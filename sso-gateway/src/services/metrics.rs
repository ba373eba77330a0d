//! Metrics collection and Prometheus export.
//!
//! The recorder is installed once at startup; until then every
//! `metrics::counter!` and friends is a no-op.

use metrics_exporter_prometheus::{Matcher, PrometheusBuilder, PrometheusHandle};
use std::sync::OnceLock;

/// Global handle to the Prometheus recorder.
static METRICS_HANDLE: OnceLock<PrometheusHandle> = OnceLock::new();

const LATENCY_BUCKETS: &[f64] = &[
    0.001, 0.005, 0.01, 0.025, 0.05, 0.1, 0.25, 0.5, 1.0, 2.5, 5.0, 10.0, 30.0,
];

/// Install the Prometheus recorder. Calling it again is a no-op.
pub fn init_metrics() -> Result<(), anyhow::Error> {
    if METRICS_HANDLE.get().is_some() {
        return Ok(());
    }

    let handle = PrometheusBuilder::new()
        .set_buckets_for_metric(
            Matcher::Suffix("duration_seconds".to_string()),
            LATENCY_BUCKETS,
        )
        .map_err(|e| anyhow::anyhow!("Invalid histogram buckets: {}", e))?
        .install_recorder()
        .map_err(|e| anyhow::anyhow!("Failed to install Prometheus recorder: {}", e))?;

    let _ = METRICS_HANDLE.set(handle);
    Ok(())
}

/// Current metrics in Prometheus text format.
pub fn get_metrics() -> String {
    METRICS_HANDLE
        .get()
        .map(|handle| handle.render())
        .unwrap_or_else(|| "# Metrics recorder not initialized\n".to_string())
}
────────────────────
» **Exercise requirements**:
Give back all of the records exactly as they were provided above.

» **Exercise result**:
filename sso-gateway/src/services/metrics.rs
repository ba373eba77330a0d
//! Metrics collection and Prometheus export.
//!
//! The recorder is installed once at startup; until then every
//! `metrics::counter!` and friends is a no-op.

use metrics_exporter_prometheus::{Matcher, PrometheusBuilder, PrometheusHandle};
use std::sync::OnceLock;

/// Global handle to the Prometheus recorder.
static METRICS_HANDLE: OnceLock<PrometheusHandle> = OnceLock::new();

const LATENCY_BUCKETS: &[f64] = &[
    0.001, 0.005, 0.01, 0.025, 0.05, 0.1, 0.25, 0.5, 1.0, 2.5, 5.0, 10.0, 30.0,
];

/// Install the Prometheus recorder. Calling it again is a no-op.
pub fn init_metrics() -> Result<(), anyhow::Error> {
    if METRICS_HANDLE.get().is_some() {
        return Ok(());
    }

    let handle = PrometheusBuilder::new()
        .set_buckets_for_metric(
            Matcher::Suffix("duration_seconds".to_string()),
            LATENCY_BUCKETS,
        )
        .map_err(|e| anyhow::anyhow!("Invalid histogram buckets: {}", e))?
        .install_recorder()
        .map_err(|e| anyhow::anyhow!("Failed to install Prometheus recorder: {}", e))?;

    let _ = METRICS_HANDLE.set(handle);
    Ok(())
}

/// Current metrics in Prometheus text format.
pub fn get_metrics() -> String {
    METRICS_HANDLE
        .get()
        .map(|handle| handle.render())
        .unwrap_or_else(|| "# Metrics recorder not initialized\n".to_string())
}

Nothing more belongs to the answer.